Published online 8 March 2005 | Nature | doi:10.1038/news050307-11

News

Stars can only grow so big

Observations of giant star cluster suggest upper limit.

he Arches star cluster is the most massive in our Galaxy.he Arches star cluster is the most massive in our Galaxy.© NASA

We'll never find a star larger than about 150 times the size of our Sun, according to observations of a star cluster at the centre of our Galaxy.

Astronomers have previously been unable to agree whether stars have a natural limit to their size, or what that limit might be. Theoretical estimates based on the turbulent dynamics of stars' guts have ranged from 10 to 1000 solar masses.

So Donald Figer, an astronomer at the Space Telescope Science Institute in Baltimore, Maryland, searched for massive stars within the Arches cluster using the Hubble Space Telescope.

The stars of the Arches cluster, discovered in the early 1990s, collectively have about 11,000 solar masses, making it the most massive star cluster in our Galaxy.

If there were no limit to how big stars can grow, you'd expect ones up to 500 times our Sun's mass to be found in this dense cluster of stars. But Figer found no stars larger than about 130 solar masses.

Mindful of limits to the accuracy of his observations, Figer says that a reasonable upper limit to a star's mass is about 150 solar masses. He adds that his results indicate there is only a 1 in 100 million chance that stars have no upper limit to their mass.

"The result will leak into many different areas of astrophysics," says Figer. For example, a galaxy's mass is estimated from the amount of light it produces, but this requires an assumption about the size distribution of its stars.

That assumption often changes with each new theoretical treatment of the problem, says Figer. "At least now there is a firm number based on evidence."

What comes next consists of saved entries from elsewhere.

use crate::output::print_json;
use anyhow::{bail, Context};
use clap::Subcommand;
use study_core::config::{Config, WarnLevel};
use std::path::Path;

// ---------------------------------------------------------------------------
// Subcommand definition
// ---------------------------------------------------------------------------

#[derive(Subcommand, Debug)]
pub enum ConfigSubcommand {
    /// Print the effective configuration (file values plus defaults)
    Show,
    /// Check the configuration for mistakes
    Validate,
}

// ---------------------------------------------------------------------------
// Dispatch
// ---------------------------------------------------------------------------

pub fn run(root: &Path, subcommand: ConfigSubcommand, json: bool) -> anyhow::Result<()> {
    let config = Config::load(root).context("failed to load config")?;

    match subcommand {
        ConfigSubcommand::Show => {
            if json {
                print_json(&config)?;
            } else {
                print!("{}", serde_yaml::to_string(&config)?);
            }
            Ok(())
        }
        ConfigSubcommand::Validate => {
            let warnings = config.validate();
            if json {
                print_json(&warnings)?;
            } else if warnings.is_empty() {
                println!("Config OK.");
            } else {
                for w in &warnings {
                    let level = match w.level {
                        WarnLevel::Warning => "warning",
                        WarnLevel::Error => "error",
                    };
                    println!("{level}: {}", w.message);
                }
            }

            let errors = warnings
                .iter()
                .filter(|w| w.level == WarnLevel::Error)
                .count();
            if errors > 0 {
                bail!("config has {errors} error(s)");
            }
            Ok(())
        }
    }
}
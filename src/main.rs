//! NSE feed proxy: binary entrypoint.
//! Boots the Axum HTTP server, wiring routes, shared state, the credential
//! refresh task and Prometheus metrics.

use std::sync::Arc;

use shuttle_axum::ShuttleAxum;
use tracing::{info, warn};
use tracing_subscriber::{fmt, prelude::*, EnvFilter};

use nse_feed_proxy::credential::spawn_refresh_task;
use nse_feed_proxy::metrics::Metrics;
use nse_feed_proxy::{create_router, AppState, ProxyConfig};

/// Compact logs by default, JSON lines when `LOG_FORMAT=json`.
/// `try_init` because the deployment runtime may have installed a subscriber already.
fn init_tracing() {
    let filter = EnvFilter::try_from_default_env()
        .unwrap_or_else(|_| EnvFilter::new("nse_feed_proxy=info,warn"));
    let json = std::env::var("LOG_FORMAT")
        .map(|v| v.eq_ignore_ascii_case("json"))
        .unwrap_or(false);

    let registry = tracing_subscriber::registry().with(filter);
    let _ = if json {
        registry.with(fmt::layer().json()).try_init()
    } else {
        registry.with(fmt::layer().compact()).try_init()
    };
}

#[shuttle_runtime::main]
async fn axum() -> ShuttleAxum {
    // Load .env in local/dev; no-op in prod environments.
    let _ = dotenvy::dotenv();
    init_tracing();

    let cfg = ProxyConfig::load_default().unwrap_or_else(|e| {
        warn!(error = ?e, "invalid proxy config, using built-in defaults");
        ProxyConfig::default_seed()
    });

    let state = match AppState::from_config(&cfg) {
        Ok(s) => s,
        Err(e) => {
            warn!(error = ?e, "could not build state from config, using built-in defaults");
            AppState::from_config(&ProxyConfig::default_seed())?
        }
    };

    if let (Some(store), Some(every)) = (
        state.aggregator.credential().map(Arc::clone),
        cfg.refresh_interval(),
    ) {
        spawn_refresh_task(store, every);
        info!(interval_secs = every.as_secs(), "credential refresh task started");
    }

    let mut router = create_router(state);
    match Metrics::init() {
        Ok(m) => router = router.merge(m.router()),
        Err(e) => warn!(error = ?e, "metrics disabled"),
    }

    Ok(router.into())
}
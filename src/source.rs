// src/source.rs
//! Source descriptors: one upstream endpoint in a category's fallback chain.

use serde::{Deserialize, Serialize};
use std::fmt;
use std::sync::Arc;
use std::time::Duration;

use crate::error::FetchError;
use crate::extract::RawPayload;
use crate::records::Record;

/// Placeholder replaced by the current session cookie at request time.
pub const COOKIE_PLACEHOLDER: &str = "{cookie}";

/// Default per-source timeout.
pub const DEFAULT_TIMEOUT: Duration = Duration::from_millis(7_000);

#[derive(Debug, Clone, Copy, PartialEq, Eq, Hash, Serialize, Deserialize)]
#[serde(rename_all = "snake_case")]
pub enum SourceKind {
    Json,
    HtmlTable,
    Rss,
}

/// Turns an extracted payload into normalized records.
///
/// Returning `Ok(vec![])` is allowed; the aggregator treats it as
/// `FetchError::EmptyResult`.
pub trait ResponseMapper: Send + Sync {
    fn map(&self, raw: &RawPayload) -> Result<Vec<Record>, FetchError>;

    /// Kind of payload this mapper understands.
    fn kind(&self) -> SourceKind;

    fn name(&self) -> &'static str;
}

#[derive(Clone)]
pub struct SourceDescriptor {
    pub name: String,
    pub kind: SourceKind,
    pub url: String,
    pub headers: Vec<(String, String)>,
    pub timeout: Duration,
    pub mapper: Arc<dyn ResponseMapper>,
}

impl fmt::Debug for SourceDescriptor {
    fn fmt(&self, f: &mut fmt::Formatter<'_>) -> fmt::Result {
        f.debug_struct("SourceDescriptor")
            .field("name", &self.name)
            .field("kind", &self.kind)
            .field("url", &self.url)
            .field("headers", &self.headers)
            .field("timeout", &self.timeout)
            .field("mapper", &self.mapper.name())
            .finish()
    }
}

impl SourceDescriptor {
    pub fn new(
        name: impl Into<String>,
        url: impl Into<String>,
        mapper: Arc<dyn ResponseMapper>,
    ) -> Self {
        Self {
            name: name.into(),
            kind: mapper.kind(),
            url: url.into(),
            headers: Vec::new(),
            timeout: DEFAULT_TIMEOUT,
            mapper,
        }
    }

    pub fn with_header(mut self, name: impl Into<String>, value: impl Into<String>) -> Self {
        self.headers.push((name.into(), value.into()));
        self
    }

    pub fn with_timeout(mut self, timeout: Duration) -> Self {
        self.timeout = timeout;
        self
    }

    /// A source needs the session cookie when any header references it.
    pub fn requires_cookie(&self) -> bool {
        self.headers
            .iter()
            .any(|(_, v)| v.contains(COOKIE_PLACEHOLDER))
    }

    /// Headers with the cookie placeholder substituted. A header whose value
    /// becomes empty is dropped instead of being sent blank.
    pub fn resolved_headers(&self, cookie: Option<&str>) -> Vec<(String, String)> {
        self.headers
            .iter()
            .filter_map(|(k, v)| {
                if !v.contains(COOKIE_PLACEHOLDER) {
                    return Some((k.clone(), v.clone()));
                }
                let c = cookie.unwrap_or_default();
                let out = v.replace(COOKIE_PLACEHOLDER, c);
                if out.trim().is_empty() {
                    None
                } else {
                    Some((k.clone(), out))
                }
            })
            .collect()
    }
}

"This will heat up the debate," says Pavel Kroupa, an astronomer at the University of Bonn, Germany. "It is a clear indication that there is an upper limit."

Hunting heavyweights

Although astronomers have claimed to see more massive stars, they always turn out to be a group of stars, or have huge uncertainties about their mass, Kroupa says. He adds that a star greater than 150 solar masses could possibly exist briefly if two other stars collide. "But of course this is a very violent process, and it's not going to live very long."

Kroupa's own team of researchers have found a similar cut-off in a more distant star cluster, although that result was less statistically significant that Figer's. Theoreticians should now focus on working out why stars have this mass limit, he adds.

In the late 1910s, the English astronomer Arthur Eddington suggested that growing stars might reach a point where the pressure of radiation coming from their cores was greater than the gravity keeping the outer layers held fast. At this point, stars could accumulate no more material, putting an upper limit on their mass.

ADVERTISEMENT

Alternatively, turbulence in the outer atmosphere of the largest stars could be enough to throw off material faster than fresh matter can accrete. The latest theoretical estimates from this model put the star's upper limit at around 120 to 150 solar masses, agreeing with Figer's observations. He is now looking to other parts of the universe to see if the same limit applies in other star clusters.